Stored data
+ + + +
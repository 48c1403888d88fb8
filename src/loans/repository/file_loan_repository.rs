use std::collections::HashMap;
use std::path::PathBuf;

use async_trait::async_trait;
use tokio::fs;
use tokio::sync::Mutex;
use tracing::{debug, info, warn};

use crate::core::library::{LibraryError, LibraryResult};
use crate::core::repository::Repository;
use crate::loans::domain::model::{LoanEntity, next_loan_id};
use crate::loans::repository::LoanRepository;

// FileLoanRepository keeps the loan history as a JSON array in one file. Every
// operation reads the file and mutations rewrite it whole while holding the lock.
#[derive(Debug)]
pub struct FileLoanRepository {
    path: PathBuf,
    lock: Mutex<()>,
}

impl FileLoanRepository {
    pub fn new(path: PathBuf) -> Self {
        Self {
            path,
            lock: Mutex::new(()),
        }
    }

    async fn read_all(&self) -> LibraryResult<Vec<LoanEntity>> {
        if !fs::try_exists(&self.path).await? {
            return Ok(vec![]);
        }
        let data = fs::read_to_string(&self.path).await?;
        if data.trim().is_empty() {
            return Ok(vec![]);
        }
        serde_json::from_str(&data).map_err(|err| {
            warn!(path = %self.path.display(), error = %err, "unreadable loan cache");
            LibraryError::serialization(format!("loan cache {} is not valid: {}", self.path.display(), err).as_str())
        })
    }

    async fn write_all(&self, loans: &[LoanEntity]) -> LibraryResult<()> {
        if let Some(parent) = self.path.parent() {
            fs::create_dir_all(parent).await?;
        }
        let json = serde_json::to_string_pretty(loans)?;
        fs::write(&self.path, json).await?;
        debug!(path = %self.path.display(), loans = loans.len(), "loan cache written");
        Ok(())
    }
}

#[async_trait]
impl Repository<LoanEntity> for FileLoanRepository {
    async fn create(&self, entity: &LoanEntity) -> LibraryResult<LoanEntity> {
        let _guard = self.lock.lock().await;
        let mut loans = self.read_all().await?;
        let created = LoanEntity { id: next_loan_id(&loans), ..entity.clone() };
        loans.push(created.clone());
        self.write_all(&loans).await?;
        info!(loan_id = created.id, user_id = created.user_id, book_id = created.book_id, "loan registered");
        Ok(created)
    }

    async fn update(&self, entity: &LoanEntity) -> LibraryResult<LoanEntity> {
        let _guard = self.lock.lock().await;
        let mut loans = self.read_all().await?;
        match loans.iter_mut().find(|l| l.id == entity.id) {
            Some(existing) => *existing = entity.clone(),
            None => return Err(LibraryError::not_found(format!("loan not found for {}", entity.id).as_str())),
        }
        self.write_all(&loans).await?;
        info!(loan_id = entity.id, status = %entity.status, "loan updated");
        Ok(entity.clone())
    }

    async fn get(&self, id: i64) -> LibraryResult<LoanEntity> {
        let loans = self.read_all().await?;
        loans.into_iter().find(|l| l.id == id)
            .ok_or_else(|| LibraryError::not_found(format!("loan not found for {}", id).as_str()))
    }

    async fn delete(&self, id: i64) -> LibraryResult<usize> {
        let _guard = self.lock.lock().await;
        let mut loans = self.read_all().await?;
        let before = loans.len();
        loans.retain(|l| l.id != id);
        let removed = before - loans.len();
        if removed == 0 {
            return Err(LibraryError::not_found(format!("loan not found for {}", id).as_str()));
        }
        self.write_all(&loans).await?;
        info!(loan_id = id, "loan removed");
        Ok(removed)
    }

    async fn query(&self, predicate: &HashMap<String, String>) -> LibraryResult<Vec<LoanEntity>> {
        let loans = self.read_all().await?;
        Ok(loans.into_iter().filter(|l| l.matches(predicate)).collect())
    }
}

#[async_trait]
impl LoanRepository for FileLoanRepository {
    async fn list(&self) -> LibraryResult<Vec<LoanEntity>> {
        self.read_all().await
    }
}

#[cfg(test)]
mod tests {
    use std::collections::HashMap;
    use std::path::PathBuf;
    use chrono::NaiveDate;
    use uuid::Uuid;
    use crate::core::library::{LibraryError, LoanStatus};
    use crate::core::repository::Repository;
    use crate::loans::domain::model::LoanEntity;
    use crate::loans::repository::LoanRepository;
    use crate::loans::repository::file_loan_repository::FileLoanRepository;

    fn cache_path() -> PathBuf {
        std::env::temp_dir().join(format!("biblio-{}", Uuid::new_v4())).join("loans.json")
    }

    fn loan(user_id: i64, book_id: i64) -> LoanEntity {
        LoanEntity::new(user_id, book_id,
                        NaiveDate::from_ymd_opt(2024, 3, 1).unwrap(),
                        NaiveDate::from_ymd_opt(2024, 3, 31).unwrap())
    }

    #[tokio::test]
    async fn test_should_start_empty() {
        let repo = FileLoanRepository::new(cache_path());
        assert!(repo.list().await.expect("should list").is_empty());
        assert!(matches!(repo.get(1).await, Err(LibraryError::NotFound { .. })));
    }

    #[tokio::test]
    async fn test_should_create_with_increasing_ids() {
        let path = cache_path();
        let repo = FileLoanRepository::new(path.clone());

        assert_eq!(1, repo.create(&loan(1, 1)).await.expect("should create").id);
        assert_eq!(2, repo.create(&loan(1, 2)).await.expect("should create").id);
        repo.delete(1).await.expect("should delete");
        assert_eq!(3, repo.create(&loan(2, 1)).await.expect("should create").id);

        // a second instance sees the same file
        let other = FileLoanRepository::new(path);
        let ids: Vec<i64> = other.list().await.expect("should list").iter().map(|l| l.id).collect();
        assert_eq!(vec![2, 3], ids);
    }

    #[tokio::test]
    async fn test_should_update_loan() {
        let repo = FileLoanRepository::new(cache_path());
        let mut created = repo.create(&loan(1, 1)).await.expect("should create");
        created.status = LoanStatus::Returned;
        repo.update(&created).await.expect("should update");
        assert_eq!(LoanStatus::Returned, repo.get(created.id).await.expect("should get").status);

        created.id = 99;
        assert!(matches!(repo.update(&created).await, Err(LibraryError::NotFound { .. })));
        assert!(matches!(repo.delete(99).await, Err(LibraryError::NotFound { .. })));
    }

    #[tokio::test]
    async fn test_should_query_loans() {
        let repo = FileLoanRepository::new(cache_path());
        let _ = repo.create(&loan(1, 1)).await.expect("should create");
        let _ = repo.create(&loan(2, 1)).await.expect("should create");
        let _ = repo.create(&loan(1, 3)).await.expect("should create");

        let res = repo.query(&HashMap::from([("user_id".to_string(), "1".to_string())])).await.expect("should query");
        assert_eq!(2, res.len());
        let res = repo.query(&HashMap::from([("book_id".to_string(), "1".to_string()),
            ("status".to_string(), "Ativo".to_string())])).await.expect("should query");
        assert_eq!(2, res.len());
    }

    #[tokio::test]
    async fn test_should_reject_corrupt_cache() {
        let path = cache_path();
        tokio::fs::create_dir_all(path.parent().unwrap()).await.unwrap();
        tokio::fs::write(&path, "{not json").await.unwrap();
        let repo = FileLoanRepository::new(path);
        assert!(matches!(repo.list().await, Err(LibraryError::Serialization { .. })));
    }
}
+ + + +
What you need to do: Copy the data above in its entirety, exactly as given.

Answer for this exercise:
repository 48c1403888d88fb8
filename src/loans/repository/file_loan_repository.rs
use std::collections::HashMap;
use std::path::PathBuf;

use async_trait::async_trait;
use tokio::fs;
use tokio::sync::Mutex;
use tracing::{debug, info, warn};

use crate::core::library::{LibraryError, LibraryResult};
use crate::core::repository::Repository;
use crate::loans::domain::model::{LoanEntity, next_loan_id};
use crate::loans::repository::LoanRepository;

// FileLoanRepository keeps the loan history as a JSON array in one file. Every
// operation reads the file and mutations rewrite it whole while holding the lock.
#[derive(Debug)]
pub struct FileLoanRepository {
    path: PathBuf,
    lock: Mutex<()>,
}

impl FileLoanRepository {
    pub fn new(path: PathBuf) -> Self {
        Self {
            path,
            lock: Mutex::new(()),
        }
    }

    async fn read_all(&self) -> LibraryResult<Vec<LoanEntity>> {
        if !fs::try_exists(&self.path).await? {
            return Ok(vec![]);
        }
        let data = fs::read_to_string(&self.path).await?;
        if data.trim().is_empty() {
            return Ok(vec![]);
        }
        serde_json::from_str(&data).map_err(|err| {
            warn!(path = %self.path.display(), error = %err, "unreadable loan cache");
            LibraryError::serialization(format!("loan cache {} is not valid: {}", self.path.display(), err).as_str())
        })
    }

    async fn write_all(&self, loans: &[LoanEntity]) -> LibraryResult<()> {
        if let Some(parent) = self.path.parent() {
            fs::create_dir_all(parent).await?;
        }
        let json = serde_json::to_string_pretty(loans)?;
        fs::write(&self.path, json).await?;
        debug!(path = %self.path.display(), loans = loans.len(), "loan cache written");
        Ok(())
    }
}

#[async_trait]
impl Repository<LoanEntity> for FileLoanRepository {
    async fn create(&self, entity: &LoanEntity) -> LibraryResult<LoanEntity> {
        let _guard = self.lock.lock().await;
        let mut loans = self.read_all().await?;
        let created = LoanEntity { id: next_loan_id(&loans), ..entity.clone() };
        loans.push(created.clone());
        self.write_all(&loans).await?;
        info!(loan_id = created.id, user_id = created.user_id, book_id = created.book_id, "loan registered");
        Ok(created)
    }

    async fn update(&self, entity: &LoanEntity) -> LibraryResult<LoanEntity> {
        let _guard = self.lock.lock().await;
        let mut loans = self.read_all().await?;
        match loans.iter_mut().find(|l| l.id == entity.id) {
            Some(existing) => *existing = entity.clone(),
            None => return Err(LibraryError::not_found(format!("loan not found for {}", entity.id).as_str())),
        }
        self.write_all(&loans).await?;
        info!(loan_id = entity.id, status = %entity.status, "loan updated");
        Ok(entity.clone())
    }

    async fn get(&self, id: i64) -> LibraryResult<LoanEntity> {
        let loans = self.read_all().await?;
        loans.into_iter().find(|l| l.id == id)
            .ok_or_else(|| LibraryError::not_found(format!("loan not found for {}", id).as_str()))
    }

    async fn delete(&self, id: i64) -> LibraryResult<usize> {
        let _guard = self.lock.lock().await;
        let mut loans = self.read_all().await?;
        let before = loans.len();
        loans.retain(|l| l.id != id);
        let removed = before - loans.len();
        if removed == 0 {
            return Err(LibraryError::not_found(format!("loan not found for {}", id).as_str()));
        }
        self.write_all(&loans).await?;
        info!(loan_id = id, "loan removed");
        Ok(removed)
    }

    async fn query(&self, predicate: &HashMap<String, String>) -> LibraryResult<Vec<LoanEntity>> {
        let loans = self.read_all().await?;
        Ok(loans.into_iter().filter(|l| l.matches(predicate)).collect())
    }
}

#[async_trait]
impl LoanRepository for FileLoanRepository {
    async fn list(&self) -> LibraryResult<Vec<LoanEntity>> {
        self.read_all().await
    }
}

#[cfg(test)]
mod tests {
    use std::collections::HashMap;
    use std::path::PathBuf;
    use chrono::NaiveDate;
    use uuid::Uuid;
    use crate::core::library::{LibraryError, LoanStatus};
    use crate::core::repository::Repository;
    use crate::loans::domain::model::LoanEntity;
    use crate::loans::repository::LoanRepository;
    use crate::loans::repository::file_loan_repository::FileLoanRepository;

    fn cache_path() -> PathBuf {
        std::env::temp_dir().join(format!("biblio-{}", Uuid::new_v4())).join("loans.json")
    }

    fn loan(user_id: i64, book_id: i64) -> LoanEntity {
        LoanEntity::new(user_id, book_id,
                        NaiveDate::from_ymd_opt(2024, 3, 1).unwrap(),
                        NaiveDate::from_ymd_opt(2024, 3, 31).unwrap())
    }

    #[tokio::test]
    async fn test_should_start_empty() {
        let repo = FileLoanRepository::new(cache_path());
        assert!(repo.list().await.expect("should list").is_empty());
        assert!(matches!(repo.get(1).await, Err(LibraryError::NotFound { .. })));
    }

    #[tokio::test]
    async fn test_should_create_with_increasing_ids() {
        let path = cache_path();
        let repo = FileLoanRepository::new(path.clone());

        assert_eq!(1, repo.create(&loan(1, 1)).await.expect("should create").id);
        assert_eq!(2, repo.create(&loan(1, 2)).await.expect("should create").id);
        repo.delete(1).await.expect("should delete");
        assert_eq!(3, repo.create(&loan(2, 1)).await.expect("should create").id);

        // a second instance sees the same file
        let other = FileLoanRepository::new(path);
        let ids: Vec<i64> = other.list().await.expect("should list").iter().map(|l| l.id).collect();
        assert_eq!(vec![2, 3], ids);
    }

    #[tokio::test]
    async fn test_should_update_loan() {
        let repo = FileLoanRepository::new(cache_path());
        let mut created = repo.create(&loan(1, 1)).await.expect("should create");
        created.status = LoanStatus::Returned;
        repo.update(&created).await.expect("should update");
        assert_eq!(LoanStatus::Returned, repo.get(created.id).await.expect("should get").status);

        created.id = 99;
        assert!(matches!(repo.update(&created).await, Err(LibraryError::NotFound { .. })));
        assert!(matches!(repo.delete(99).await, Err(LibraryError::NotFound { .. })));
    }

    #[tokio::test]
    async fn test_should_query_loans() {
        let repo = FileLoanRepository::new(cache_path());
        let _ = repo.create(&loan(1, 1)).await.expect("should create");
        let _ = repo.create(&loan(2, 1)).await.expect("should create");
        let _ = repo.create(&loan(1, 3)).await.expect("should create");

        let res = repo.query(&HashMap::from([("user_id".to_string(), "1".to_string())])).await.expect("should query");
        assert_eq!(2, res.len());
        let res = repo.query(&HashMap::from([("book_id".to_string(), "1".to_string()),
            ("status".to_string(), "Ativo".to_string())])).await.expect("should query");
        assert_eq!(2, res.len());
    }

    #[tokio::test]
    async fn test_should_reject_corrupt_cache() {
        let path = cache_path();
        tokio::fs::create_dir_all(path.parent().unwrap()).await.unwrap();
        tokio::fs::write(&path, "{not json").await.unwrap();
        let repo = FileLoanRepository::new(path);
        assert!(matches!(repo.list().await, Err(LibraryError::Serialization { .. })));
    }
}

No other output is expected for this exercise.